Records drawn from a dataset:
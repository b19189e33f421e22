use crate::{error::ConfigError, settings::ImportSettings};
use connectors::sql::mysql::params::ConnectionInfo;
use engine_core::{
    config::{DEFAULT_VARCHAR_SIZE, ImportConfig},
    schema::sanitize::sanitize,
};
use std::path::Path;
use tracing::info;

/// MySQL's VARCHAR limit in characters.
const MAX_VARCHAR_SIZE: u32 = 65_535;

impl ImportSettings {
    /// Fills in defaults and derived names, validates values and freezes
    /// the result into an [`ImportConfig`].
    pub fn resolve(self) -> Result<ImportConfig, ConfigError> {
        let source = self.csv.ok_or(ConfigError::MissingCsv)?;
        if !source.is_file() {
            return Err(ConfigError::CsvNotFound(source));
        }

        let table = match self.table.filter(|t| !t.is_empty()) {
            Some(table) => table,
            None => {
                let derived = table_name_from_path(&source);
                info!("Creating table {}", derived);
                derived
            }
        };
        let database = match self.database.filter(|d| !d.is_empty()) {
            Some(database) => database,
            None => {
                info!("Creating database {}", table);
                table.clone()
            }
        };

        let defaults = ConnectionInfo::default();
        let connection = ConnectionInfo {
            host: self.host.unwrap_or(defaults.host),
            port: self.port.unwrap_or(defaults.port),
            user: self.user.unwrap_or(defaults.user),
            password: self.password.unwrap_or(defaults.password),
        };

        let varchar_size = self.varchar_size.unwrap_or(DEFAULT_VARCHAR_SIZE);
        if varchar_size == 0 || varchar_size > MAX_VARCHAR_SIZE {
            return Err(ConfigError::invalid(
                "varchar_size",
                format!("must be between 1 and {MAX_VARCHAR_SIZE}, got {varchar_size}"),
            ));
        }

        let delimiter = match self.delimiter.as_deref() {
            None => b',',
            Some(raw) => parse_delimiter(raw)?,
        };

        let mut config = ImportConfig::new(source, &database, &table);
        config.connection = connection;
        config.create = self.create.unwrap_or(config.create);
        config.truncate = self.truncate.unwrap_or(config.truncate);
        config.insert_ignore = self.insert_ignore.unwrap_or(config.insert_ignore);
        config.first_column_key = self.first_column_key.unwrap_or(config.first_column_key);
        config.columns = self.columns.unwrap_or_default();
        config.varchar_size = varchar_size;
        config.custom_sql = self.custom_sql.filter(|s| !s.trim().is_empty());
        config.delimiter = delimiter;
        config.strict_columns = self.strict_columns.unwrap_or(false);
        config.strict_row_shape = self.strict_row_shape.unwrap_or(false);
        Ok(config)
    }
}

/// Table name for a CSV path: the file name without a `.csv` extension,
/// sanitized like a header cell.
pub fn table_name_from_path(path: &Path) -> String {
    let file_name = path
        .file_name()
        .map(|n| n.to_string_lossy().into_owned())
        .unwrap_or_default();
    let stem = match file_name.len().checked_sub(4) {
        Some(cut)
            if file_name.is_char_boundary(cut)
                && file_name[cut..].eq_ignore_ascii_case(".csv") =>
        {
            &file_name[..cut]
        }
        _ => file_name.as_str(),
    };
    sanitize(stem).into_string()
}

fn parse_delimiter(raw: &str) -> Result<u8, ConfigError> {
    let raw = match raw {
        "\\t" | "tab" => "\t",
        other => other,
    };
    match raw.as_bytes() {
        [byte] if byte.is_ascii() => Ok(*byte),
        _ => Err(ConfigError::invalid(
            "delimiter",
            format!("expected a single ASCII character, got {raw:?}"),
        )),
    }
}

● Activity:
Write the records out again. Each one must match exactly.

● Worked solution:
repository b19189e33f421e22
use crate::{error::ConfigError, settings::ImportSettings};
use connectors::sql::mysql::params::ConnectionInfo;
use engine_core::{
    config::{DEFAULT_VARCHAR_SIZE, ImportConfig},
    schema::sanitize::sanitize,
};
use std::path::Path;
use tracing::info;

/// MySQL's VARCHAR limit in characters.
const MAX_VARCHAR_SIZE: u32 = 65_535;

impl ImportSettings {
    /// Fills in defaults and derived names, validates values and freezes
    /// the result into an [`ImportConfig`].
    pub fn resolve(self) -> Result<ImportConfig, ConfigError> {
        let source = self.csv.ok_or(ConfigError::MissingCsv)?;
        if !source.is_file() {
            return Err(ConfigError::CsvNotFound(source));
        }

        let table = match self.table.filter(|t| !t.is_empty()) {
            Some(table) => table,
            None => {
                let derived = table_name_from_path(&source);
                info!("Creating table {}", derived);
                derived
            }
        };
        let database = match self.database.filter(|d| !d.is_empty()) {
            Some(database) => database,
            None => {
                info!("Creating database {}", table);
                table.clone()
            }
        };

        let defaults = ConnectionInfo::default();
        let connection = ConnectionInfo {
            host: self.host.unwrap_or(defaults.host),
            port: self.port.unwrap_or(defaults.port),
            user: self.user.unwrap_or(defaults.user),
            password: self.password.unwrap_or(defaults.password),
        };

        let varchar_size = self.varchar_size.unwrap_or(DEFAULT_VARCHAR_SIZE);
        if varchar_size == 0 || varchar_size > MAX_VARCHAR_SIZE {
            return Err(ConfigError::invalid(
                "varchar_size",
                format!("must be between 1 and {MAX_VARCHAR_SIZE}, got {varchar_size}"),
            ));
        }

        let delimiter = match self.delimiter.as_deref() {
            None => b',',
            Some(raw) => parse_delimiter(raw)?,
        };

        let mut config = ImportConfig::new(source, &database, &table);
        config.connection = connection;
        config.create = self.create.unwrap_or(config.create);
        config.truncate = self.truncate.unwrap_or(config.truncate);
        config.insert_ignore = self.insert_ignore.unwrap_or(config.insert_ignore);
        config.first_column_key = self.first_column_key.unwrap_or(config.first_column_key);
        config.columns = self.columns.unwrap_or_default();
        config.varchar_size = varchar_size;
        config.custom_sql = self.custom_sql.filter(|s| !s.trim().is_empty());
        config.delimiter = delimiter;
        config.strict_columns = self.strict_columns.unwrap_or(false);
        config.strict_row_shape = self.strict_row_shape.unwrap_or(false);
        Ok(config)
    }
}

/// Table name for a CSV path: the file name without a `.csv` extension,
/// sanitized like a header cell.
pub fn table_name_from_path(path: &Path) -> String {
    let file_name = path
        .file_name()
        .map(|n| n.to_string_lossy().into_owned())
        .unwrap_or_default();
    let stem = match file_name.len().checked_sub(4) {
        Some(cut)
            if file_name.is_char_boundary(cut)
                && file_name[cut..].eq_ignore_ascii_case(".csv") =>
        {
            &file_name[..cut]
        }
        _ => file_name.as_str(),
    };
    sanitize(stem).into_string()
}

fn parse_delimiter(raw: &str) -> Result<u8, ConfigError> {
    let raw = match raw {
        "\\t" | "tab" => "\t",
        other => other,
    };
    match raw.as_bytes() {
        [byte] if byte.is_ascii() => Ok(*byte),
        _ => Err(ConfigError::invalid(
            "delimiter",
            format!("expected a single ASCII character, got {raw:?}"),
        )),
    }
}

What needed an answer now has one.